Astronomers were expecting the Milky Way to simply fade off into space.
They expected the outer disk to become thinner. They expected fewer births of new stars.
Many predicted that there was no boundary. However, the Galaxy does not cease.
It slowly transitions to space. Therefore, defining the boundary is difficult.
This time, the clue originated from stellar ages. A timeline provided evidence of a change.
Where does our Galaxy stop functioning as a cradle for newborn stars?
How researchers mapped the boundaries of the Milky Way
The Milky Way’s disk does not suddenly stop; it gradually thins toward the outer edges.
Additionally, we are using measurements from inside the disk.
In addition to observing the number of stars, scientists have mapped their ages.
They investigated how old stars appear at varying distances.
They queried when each star was created.
Scientists employed age estimates from large stars. They compared the age map with computational models of galaxy development by the University of Matla.
This combination permitted testing of how galaxies evolve their disks.
This helped researchers better understand how the disk formed over time.

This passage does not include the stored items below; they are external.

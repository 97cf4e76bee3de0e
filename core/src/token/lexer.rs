use serde::Serialize;

/// Operators never resolve to a token, even when they sit between separators.
pub const OPERATORS: &[&str] = &[
    "+", "-", "*", "/", "<<", "+=", "-=", "~=", "|", "^", "&", "&&", "||", "{", "}", "[", "]",
];

/// Boundaries between tokens on a single line.
pub const TOKEN_SEPARATORS: &[&str] = &[" ", ".", "\n", "\r", "\r\n"];

/// Markers that open a nested construct (call arguments, index, block params).
pub const SUB_TOKENS: &[char] = &['(', '[', '|'];

/// A token found on a single line. Offsets are char indices into that line.
///
/// `end_index` is the right edge of the whole span between separators, before
/// any sub-token clipping, so callers can probe the token that follows it.
#[derive(Debug, Clone, PartialEq, Eq, Serialize)]
pub struct Token {
    pub name: String,
    pub start_index: usize,
    pub end_index: usize,
}

/// Extract the token enclosing (or directly following) `character` on `line`.
///
/// Returns `None` when the cursor sits on an operator, or past a sub-token
/// marker inside the enclosing span (e.g. on `bar` in `foo(bar)`).
pub fn parse_token(line: &str, character: usize) -> Option<Token> {
    let chars: Vec<char> = line.chars().collect();
    let (lhs_line, rhs_line) = chars.split_at(character.min(chars.len()));

    let lhs = TOKEN_SEPARATORS
        .iter()
        .filter_map(|sep| last_index_of(lhs_line, sep))
        .fold(0, usize::max);
    let rhs = TOKEN_SEPARATORS
        .iter()
        .filter_map(|sep| first_index_of(rhs_line, sep))
        .fold(rhs_line.len(), usize::min);

    let start_index = lhs + 1;
    let end_index = character + rhs;
    let mut name = clamped_slice(&chars, start_index, end_index);

    if let Some(pos) = name.iter().position(|c| SUB_TOKENS.contains(c)) {
        if start_index + pos < character {
            return None;
        }
        name = &name[..pos];
    }

    let name: String = name.iter().collect();
    if OPERATORS.contains(&name.as_str()) {
        return None;
    }

    Some(Token {
        name,
        start_index,
        end_index,
    })
}

fn first_index_of(haystack: &[char], needle: &str) -> Option<usize> {
    let needle: Vec<char> = needle.chars().collect();
    haystack.windows(needle.len()).position(|w| w == needle.as_slice())
}

fn last_index_of(haystack: &[char], needle: &str) -> Option<usize> {
    let needle: Vec<char> = needle.chars().collect();
    haystack.windows(needle.len()).rposition(|w| w == needle.as_slice())
}

// Out-of-range or inverted bounds yield an empty slice.
fn clamped_slice(chars: &[char], start: usize, end: usize) -> &[char] {
    let end = end.min(chars.len());
    let start = start.min(end);
    &chars[start..end]
}
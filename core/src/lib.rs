//! Resolve a cursor position on a line of Ruby source to the calls a
//! Rotoscope trace recorded at that call site.

pub mod engine;
pub mod eval;
pub mod token;
pub mod trace;

pub use engine::{Engine, Resolution};
pub use eval::{ClassEvaluation, Evaluation, InstanceEvaluation, MethodEvaluation};
pub use token::{Token, parse_token};
pub use trace::{LoadSummary, MethodLevel, TraceIndex, TraceRecord};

The method relies upon an assumption. Galaxies develop outward from their centers. Star creation begins in central areas.

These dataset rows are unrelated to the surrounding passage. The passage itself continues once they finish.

use std::io::Read;
use std::path::Path;
use std::sync::atomic::{AtomicU64, Ordering};
use std::sync::{Arc, RwLock, RwLockWriteGuard};

use anyhow::Result;
use serde::Serialize;
use tracing::{debug, info};

use crate::eval::Evaluation;
use crate::token::{Token, parse_token};
use crate::trace::{LoadSummary, TraceIndex, TraceRecord};

/// Outcome of resolving one cursor position.
#[derive(Debug, Clone, Default, PartialEq, Eq, Serialize)]
pub struct Resolution {
    /// Token under the cursor, if the line yields one.
    pub token: Option<Token>,
    /// Token probed after `token` when the cursor token had no recorded call.
    pub probe: Option<Token>,
    pub evaluations: Vec<Evaluation>,
}

/// Owns the current trace index and answers cursor queries against it.
///
/// Queries work on a snapshot of the index; reseeding swaps in a fully built
/// replacement, so a query never observes a partially loaded trace.
///
/// Every replacement bumps a generation counter. Loads that run in the
/// background reserve a generation with [`Engine::begin_seed`] and install
/// their result with [`Engine::replace_index_if_current`], which refuses once
/// a later load has started.
#[derive(Debug, Default)]
pub struct Engine {
    index: RwLock<Arc<TraceIndex>>,
    generation: AtomicU64,
}

impl Engine {
    pub fn new() -> Self {
        Self::default()
    }

    /// Replace the index with the trace export at `path`. On failure the
    /// previous index stays in place.
    pub fn seed(&self, path: impl AsRef<Path>) -> Result<LoadSummary> {
        let path = path.as_ref();
        let (index, summary) = TraceIndex::load(path)?;
        self.replace_index(index);
        info!(
            path = %path.display(),
            rows = summary.rows,
            call_sites = summary.call_sites,
            skipped = summary.skipped,
            "trace export loaded"
        );
        Ok(summary)
    }

    pub fn seed_from_reader<R: Read>(&self, reader: R) -> Result<LoadSummary> {
        let (index, summary) = TraceIndex::from_reader(reader)?;
        self.replace_index(index);
        Ok(summary)
    }

    pub fn replace_index(&self, index: TraceIndex) {
        let mut guard = self.write_index();
        self.generation.fetch_add(1, Ordering::SeqCst);
        *guard = Arc::new(index);
    }

    /// Reserve a generation for a load that will be installed later. Any
    /// replacement started after this call supersedes it.
    pub fn begin_seed(&self) -> u64 {
        self.generation.fetch_add(1, Ordering::SeqCst) + 1
    }

    /// Install `index` if no replacement has started since `generation` was
    /// reserved. Returns whether it was installed.
    pub fn replace_index_if_current(&self, generation: u64, index: TraceIndex) -> bool {
        let mut guard = self.write_index();
        if self.generation.load(Ordering::SeqCst) != generation {
            return false;
        }
        *guard = Arc::new(index);
        true
    }

    fn write_index(&self) -> RwLockWriteGuard<'_, Arc<TraceIndex>> {
        match self.index.write() {
            Ok(guard) => guard,
            Err(poisoned) => poisoned.into_inner(),
        }
    }

    pub fn snapshot(&self) -> Arc<TraceIndex> {
        match self.index.read() {
            Ok(guard) => guard.clone(),
            Err(poisoned) => poisoned.into_inner().clone(),
        }
    }

    /// Evaluations for the cursor at (`line`, `character`), both 0-based,
    /// where `line_text` is that line of `filepath`.
    pub fn evaluate(&self, filepath: &str, line_text: &str, line: u32, character: usize) -> Vec<Evaluation> {
        self.resolve(filepath, line_text, line, character).evaluations
    }

    /// Like [`Engine::evaluate`], also reporting the tokens that were tried.
    pub fn resolve(&self, filepath: &str, line_text: &str, line: u32, character: usize) -> Resolution {
        let index = self.snapshot();
        let lineno = line.saturating_add(1);
        let lookup = |token: &Token| index.lookup(filepath, lineno, &token.name);

        let Some(token) = parse_token(line_text, character) else {
            debug!(filepath, line, character, "no token at cursor");
            return Resolution::default();
        };

        if let Some(calls) = lookup(&token) {
            let evaluations = calls.into_iter().map(Evaluation::method).collect();
            return Resolution {
                token: Some(token),
                probe: None,
                evaluations,
            };
        }

        // The cursor may rest on a receiver; the call is recorded under the
        // method name that follows it.
        let probe = parse_token(line_text, token.end_index.saturating_add(1));
        let evaluations = probe
            .as_ref()
            .and_then(lookup)
            .map(|calls| calls.into_iter().map(Evaluation::entity).collect())
            .unwrap_or_default();

        Resolution {
            token: Some(token),
            probe,
            evaluations,
        }
    }

    /// Distinct calls recorded at the 0-based `line` of `filepath`, one per
    /// method name in first-seen order.
    pub fn calls_at(&self, filepath: &str, line: u32) -> Vec<TraceRecord> {
        let index = self.snapshot();
        let mut seen: Vec<TraceRecord> = Vec::new();
        for call in index.calls_at(filepath, line.saturating_add(1)) {
            if !seen.iter().any(|s| s.method_name == call.method_name) {
                seen.push(call.clone());
            }
        }
        seen
    }
}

After millions or billions of years, star creation expands outward. Researchers refer to this process as “inside-out.”
If this theory is correct, then, as you move further away from the center, stars ought to be younger.
The Milky Way exhibits this behavior initially. Following this, the age map bends.
The age pattern indicative of a limit
As far as possible outward, the pattern reverses. Stars cease becoming younger. Rather, as you move farther away from the center, stars start appearing older again.
This produces a U-shaped age distribution across the disk.
That is unusual.
The base of this U shape represents the point at which the pattern breaks due to inside-out growth.
That is contrary to expectations based on a growth model.
Something occurs in the outer-disk area. Scientists compared this signature to computational simulations. Simulations replicate the same reversal once the disk undergoes a rapid transition.
Although the age-map poses an enigma, if the outer-disk area is now older, why do we observe stars beyond the turn-around point?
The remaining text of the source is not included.